Twitter is becoming a leading global communications platform. Not only do users access all kinds of information and news on the network, but traditional media outlets are also increasingly paying more attention to what goes on at Twitter. The company allows people to expand their voice and reach, and also to communicate and interact with their favorite actors, sports stars, political leaders, journalists, or companies.
Each user's experience is highly personalized, depending on areas of interest and how people build their networks, interact among each other, and post their own content. This allows the company to collect enormously valuable information, which it can then use to efficiently target advertising to the right people at the right time.
Twitter is remarkably strong in mobile, as 76% of the company's 230 million monthly active users are on mobile, and this is a big advantage when it comes to monetization. eMarketer estimates that U.S. mobile advertising will reach $9.6 billion in 2013, a whopping 120% increase over 2012. Desktop ad spending, on the other hand, is expected to grow just 1.69% to $32.98 billion.
When it comes to risks, though, Twitter can be considered a more uncertain alternative than Facebook or LinkedIn.
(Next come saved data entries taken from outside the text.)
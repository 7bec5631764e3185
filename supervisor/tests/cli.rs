//! Tests for the hostsim command line

use nix::errno::Errno;
use nix::sys::signal::{Signal, kill};
use nix::unistd::Pid;
use std::path::Path;
use std::process::{Child, Command, ExitStatus, Stdio};
use std::time::{Duration, Instant};

mod common;
use common::TestFixtures;

fn hostsim() -> Command {
    Command::new(env!("CARGO_BIN_EXE_hostsim"))
}

/// Pid written by a wrapper script once it has been spawned
fn read_pid_file(path: &Path) -> i32 {
    let deadline = Instant::now() + Duration::from_secs(10);
    while Instant::now() < deadline {
        if let Some(pid) = std::fs::read_to_string(path)
            .ok()
            .and_then(|raw| raw.trim().parse::<i32>().ok())
        {
            return pid;
        }
        std::thread::sleep(Duration::from_millis(50));
    }
    panic!("{} was never written", path.display());
}

fn wait_with_deadline(child: &mut Child, limit: Duration) -> ExitStatus {
    let deadline = Instant::now() + limit;
    while Instant::now() < deadline {
        if let Some(status) = child.try_wait().unwrap() {
            return status;
        }
        std::thread::sleep(Duration::from_millis(50));
    }
    let _ = child.kill();
    panic!("hostsim did not exit within {limit:?}");
}

#[test]
fn test_validate_prints_resolved_scenario() {
    let output = hostsim()
        .arg("validate")
        .arg("--scenario")
        .arg(TestFixtures::scenarios_dir().join(TestFixtures::SCENARIO_B))
        .output()
        .unwrap();

    assert!(output.status.success());
    let resolved: serde_json::Value = serde_json::from_slice(&output.stdout).unwrap();
    assert_eq!(resolved["id"], "scenario_b_wrapper_and_env_files");
    assert_eq!(
        resolved["processes"][0]["env"]["APP_CONFIG_PATH"],
        "/etc/wrapped/app-config.yaml"
    );
}

#[test]
fn test_invalid_scenario_fails() {
    let dir = tempfile::tempdir().unwrap();
    let path = dir.path().join("broken.json");
    std::fs::write(&path, r#"{"id":"broken","processes":[{"name":"x","kind":"cron"}]}"#).unwrap();

    let output = hostsim().arg("validate").arg("--scenario").arg(&path).output().unwrap();

    assert!(!output.status.success());
    assert!(String::from_utf8_lossy(&output.stderr).contains("cron"));
}

#[test]
fn test_run_with_duration_reports_forced_batch() {
    let output = hostsim()
        .arg("run")
        .arg("--scenario")
        .arg(TestFixtures::scenarios_dir().join(TestFixtures::SCENARIO_C))
        .arg("--duration-secs")
        .arg("1")
        .arg("--shutdown-timeout-secs")
        .arg("1")
        .arg("--mockproc")
        .arg(TestFixtures::mockproc_binary())
        .output()
        .unwrap();

    assert!(output.status.success());
    let stdout = String::from_utf8_lossy(&output.stdout);
    assert!(stdout.contains(r#""forced_exit": 137"#), "stdout: {stdout}");
}

#[test]
fn test_interrupt_during_startup_stops_launched_processes() {
    let dir = tempfile::tempdir().unwrap();
    let pid_file = dir.path().join("worker.pid");
    let scenario = dir.path().join("slow_start.json");
    let descriptor = serde_json::json!({
        "id": "slow_start",
        "env": { "PID_FILE": pid_file.display().to_string() },
        "processes": [{
            "name": "worker",
            "kind": "worker",
            "entrypoint": { "wrapper": ["sh", "-c", "echo $$ > \"$PID_FILE\"; sleep 5; exec \"$0\" \"$@\""] }
        }]
    });
    std::fs::write(&scenario, descriptor.to_string()).unwrap();

    let mut run = hostsim()
        .arg("run")
        .arg("--scenario")
        .arg(&scenario)
        .arg("--readiness-timeout-secs")
        .arg("30")
        .arg("--shutdown-timeout-secs")
        .arg("2")
        .arg("--mockproc")
        .arg(TestFixtures::mockproc_binary())
        .stdout(Stdio::null())
        .spawn()
        .unwrap();
    let worker_pid = read_pid_file(&pid_file);

    kill(Pid::from_raw(run.id() as i32), Signal::SIGINT).unwrap();
    let status = wait_with_deadline(&mut run, Duration::from_secs(15));

    assert!(!status.success());
    assert_eq!(kill(Pid::from_raw(worker_pid), None), Err(Errno::ESRCH));
}
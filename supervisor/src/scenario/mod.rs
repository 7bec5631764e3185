//! Scenario Descriptor: the validated topology of one simulated host

pub mod loader;
pub mod validation;

use serde::Serialize;
use std::collections::BTreeMap;
use std::path::Path;

use shared::ProcessSpec;

use crate::error::{SupervisorResult, ValidationError};

/// A validated, fully resolved scenario
///
/// Ports are effective (env and kind defaults applied) and every process env
/// is already merged. Serializing and loading again yields an equal value.
#[derive(Debug, Clone, PartialEq, Eq, Serialize)]
pub struct ScenarioDescriptor {
    pub id: String,
    #[serde(skip_serializing_if = "Option::is_none")]
    pub description: Option<String>,
    /// Shared overrides, already merged into every process env
    #[serde(skip_serializing_if = "BTreeMap::is_empty")]
    pub env: BTreeMap<String, String>,
    pub processes: Vec<ProcessSpec>,
}

impl ScenarioDescriptor {
    /// Load a scenario file; env files resolve against its directory
    pub fn load(path: impl AsRef<Path>) -> Result<Self, ValidationError> {
        loader::load_file(path.as_ref())
    }

    /// Parse an in-memory scenario; env files resolve against the working directory
    pub fn from_json(json: &str) -> Result<Self, ValidationError> {
        loader::parse_str(json, Path::new("."))
    }

    pub fn to_json(&self) -> SupervisorResult<String> {
        Ok(serde_json::to_string_pretty(self)?)
    }

    pub fn process(&self, name: &str) -> Option<&ProcessSpec> {
        self.processes.iter().find(|p| p.name == name)
    }

    /// Every port the scenario binds, in descriptor order
    pub fn ports(&self) -> Vec<u16> {
        self.processes.iter().flat_map(|p| p.port_numbers()).collect()
    }
}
The company´s monetization strategy is barely in its initial stages, Twitter is still losing money, and management needs to be careful not to hurt the user experience too much when looking for ways to increase revenue and advertising.
A professional connection with LinkedIn
LinkedIn has a narrower focus than Facebook or Twitter, but that's not necessarily a bad thing at all. The company is the undisputed leader in professional networking, and it's still growing at a remarkable rate: LinkedIn has 259 million members and is adding two new members per second, according to data from the company's third-quarter earnings presentation.
Importantly, LinkedIn makes most of its money from its talent solutions segment, which represents 57% of sales. Premium subscriptions account for another 20% of revenue, and advertising is the remaining 23%. The company does not rely on advertising that much, and that's a key differentiating factor protecting LinkedIn from aggressive competition in a very dynamic industry dominated by a global juggernaut like Google.
Competition from bigger players with deeper pockets like Facebook is always a risk to monitor. Users value the possibility of maintaining a separate professional identity that LinkedIn provides, so Facebook won´t have it easy when it comes to gaining ground versus LinkedIn. Still, Facebook's huge size and abundant financial resources make it a relevant risk to consider.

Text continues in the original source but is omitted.